Pick each line containing "Result" out of the records.

Data Start Marker

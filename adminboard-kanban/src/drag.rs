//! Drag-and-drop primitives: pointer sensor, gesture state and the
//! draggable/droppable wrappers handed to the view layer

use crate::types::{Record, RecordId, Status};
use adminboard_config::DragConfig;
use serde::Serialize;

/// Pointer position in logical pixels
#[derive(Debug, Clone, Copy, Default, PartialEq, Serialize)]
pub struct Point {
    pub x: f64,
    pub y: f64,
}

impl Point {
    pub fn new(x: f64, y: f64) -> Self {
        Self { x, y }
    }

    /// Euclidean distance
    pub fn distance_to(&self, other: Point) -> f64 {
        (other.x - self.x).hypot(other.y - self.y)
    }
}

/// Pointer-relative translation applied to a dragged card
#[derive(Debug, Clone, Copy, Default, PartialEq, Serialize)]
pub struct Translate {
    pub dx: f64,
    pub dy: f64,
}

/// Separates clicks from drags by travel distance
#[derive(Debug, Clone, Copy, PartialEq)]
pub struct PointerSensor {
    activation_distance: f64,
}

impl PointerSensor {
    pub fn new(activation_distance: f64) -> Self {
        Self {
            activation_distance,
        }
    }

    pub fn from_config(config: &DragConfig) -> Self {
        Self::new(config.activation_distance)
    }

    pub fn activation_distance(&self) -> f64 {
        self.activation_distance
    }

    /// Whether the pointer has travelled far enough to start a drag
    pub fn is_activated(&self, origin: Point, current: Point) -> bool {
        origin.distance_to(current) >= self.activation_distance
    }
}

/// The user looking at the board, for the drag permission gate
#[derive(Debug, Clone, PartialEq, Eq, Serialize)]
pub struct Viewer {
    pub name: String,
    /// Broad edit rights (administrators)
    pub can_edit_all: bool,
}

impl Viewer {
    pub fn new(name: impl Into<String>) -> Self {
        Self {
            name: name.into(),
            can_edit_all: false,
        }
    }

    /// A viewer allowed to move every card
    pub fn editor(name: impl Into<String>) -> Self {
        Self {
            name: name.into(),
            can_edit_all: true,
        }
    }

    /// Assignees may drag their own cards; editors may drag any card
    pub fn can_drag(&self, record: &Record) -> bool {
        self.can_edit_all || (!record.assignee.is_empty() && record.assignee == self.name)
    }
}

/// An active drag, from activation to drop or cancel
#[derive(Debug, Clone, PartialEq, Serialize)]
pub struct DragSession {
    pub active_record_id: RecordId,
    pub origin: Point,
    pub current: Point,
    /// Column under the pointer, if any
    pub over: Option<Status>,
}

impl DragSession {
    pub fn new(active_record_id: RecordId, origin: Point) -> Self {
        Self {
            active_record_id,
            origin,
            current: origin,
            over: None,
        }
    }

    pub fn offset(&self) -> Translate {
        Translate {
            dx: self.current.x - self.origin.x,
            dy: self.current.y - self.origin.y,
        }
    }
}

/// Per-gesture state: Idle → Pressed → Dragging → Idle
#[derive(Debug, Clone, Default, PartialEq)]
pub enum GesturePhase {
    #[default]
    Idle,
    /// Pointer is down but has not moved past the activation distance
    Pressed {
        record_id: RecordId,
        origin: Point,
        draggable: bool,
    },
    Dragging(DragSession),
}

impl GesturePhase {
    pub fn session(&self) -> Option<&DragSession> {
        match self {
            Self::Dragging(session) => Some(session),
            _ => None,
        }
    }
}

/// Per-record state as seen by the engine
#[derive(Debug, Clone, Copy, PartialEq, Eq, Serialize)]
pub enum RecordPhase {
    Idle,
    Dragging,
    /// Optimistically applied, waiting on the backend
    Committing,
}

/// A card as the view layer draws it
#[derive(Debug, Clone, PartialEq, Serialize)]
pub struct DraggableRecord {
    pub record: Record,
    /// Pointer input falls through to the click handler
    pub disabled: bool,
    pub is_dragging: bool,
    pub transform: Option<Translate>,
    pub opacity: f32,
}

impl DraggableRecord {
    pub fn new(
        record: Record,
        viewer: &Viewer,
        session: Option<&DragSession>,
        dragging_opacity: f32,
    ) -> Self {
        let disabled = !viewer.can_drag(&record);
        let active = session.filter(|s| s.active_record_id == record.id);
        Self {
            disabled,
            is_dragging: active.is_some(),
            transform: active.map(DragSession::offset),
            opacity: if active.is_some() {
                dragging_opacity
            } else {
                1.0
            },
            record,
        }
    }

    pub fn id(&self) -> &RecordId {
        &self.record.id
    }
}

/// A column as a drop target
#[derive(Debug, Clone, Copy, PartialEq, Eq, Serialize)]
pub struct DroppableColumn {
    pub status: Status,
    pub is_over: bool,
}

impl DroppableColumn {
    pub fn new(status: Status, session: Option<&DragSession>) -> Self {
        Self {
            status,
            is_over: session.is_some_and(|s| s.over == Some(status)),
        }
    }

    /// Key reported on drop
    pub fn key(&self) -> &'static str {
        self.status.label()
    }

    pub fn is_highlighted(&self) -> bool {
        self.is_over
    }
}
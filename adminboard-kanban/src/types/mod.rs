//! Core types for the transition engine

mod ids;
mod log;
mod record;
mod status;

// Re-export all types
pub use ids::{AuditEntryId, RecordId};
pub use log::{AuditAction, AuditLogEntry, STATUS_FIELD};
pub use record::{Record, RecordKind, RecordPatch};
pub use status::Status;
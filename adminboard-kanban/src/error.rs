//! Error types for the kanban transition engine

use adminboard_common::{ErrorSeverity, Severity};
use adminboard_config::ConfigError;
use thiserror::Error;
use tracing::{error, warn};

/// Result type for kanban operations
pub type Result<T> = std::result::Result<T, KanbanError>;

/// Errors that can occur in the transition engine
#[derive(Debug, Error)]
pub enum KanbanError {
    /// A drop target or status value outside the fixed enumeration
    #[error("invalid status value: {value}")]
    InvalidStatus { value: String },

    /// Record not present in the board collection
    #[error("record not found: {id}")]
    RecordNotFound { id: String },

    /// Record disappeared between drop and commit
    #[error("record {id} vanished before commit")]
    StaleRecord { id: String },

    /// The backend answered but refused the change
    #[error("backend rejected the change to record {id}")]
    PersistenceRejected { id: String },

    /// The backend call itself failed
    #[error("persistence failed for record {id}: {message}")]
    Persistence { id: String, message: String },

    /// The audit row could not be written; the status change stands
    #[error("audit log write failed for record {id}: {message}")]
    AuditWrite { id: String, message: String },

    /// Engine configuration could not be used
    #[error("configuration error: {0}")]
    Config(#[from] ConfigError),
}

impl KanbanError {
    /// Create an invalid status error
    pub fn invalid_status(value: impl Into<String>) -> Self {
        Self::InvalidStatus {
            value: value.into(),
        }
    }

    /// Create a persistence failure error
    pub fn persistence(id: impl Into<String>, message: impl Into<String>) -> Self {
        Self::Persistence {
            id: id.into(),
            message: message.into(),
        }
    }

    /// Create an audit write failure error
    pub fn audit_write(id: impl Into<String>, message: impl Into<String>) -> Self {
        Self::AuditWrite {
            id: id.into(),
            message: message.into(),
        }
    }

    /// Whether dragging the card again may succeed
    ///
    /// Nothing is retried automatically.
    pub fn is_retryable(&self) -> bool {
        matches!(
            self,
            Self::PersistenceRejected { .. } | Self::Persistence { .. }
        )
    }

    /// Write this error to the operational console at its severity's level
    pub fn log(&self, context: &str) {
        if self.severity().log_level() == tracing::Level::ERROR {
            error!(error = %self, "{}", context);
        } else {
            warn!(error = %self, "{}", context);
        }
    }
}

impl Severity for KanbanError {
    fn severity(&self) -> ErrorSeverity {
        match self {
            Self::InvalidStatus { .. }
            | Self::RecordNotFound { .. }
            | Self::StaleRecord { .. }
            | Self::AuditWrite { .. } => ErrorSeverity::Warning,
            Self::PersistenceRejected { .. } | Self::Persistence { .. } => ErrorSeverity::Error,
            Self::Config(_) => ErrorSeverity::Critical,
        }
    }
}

Data End Marker

Solution for this task >>
/// Result type for kanban operations
pub type Result<T> = std::result::Result<T, KanbanError>;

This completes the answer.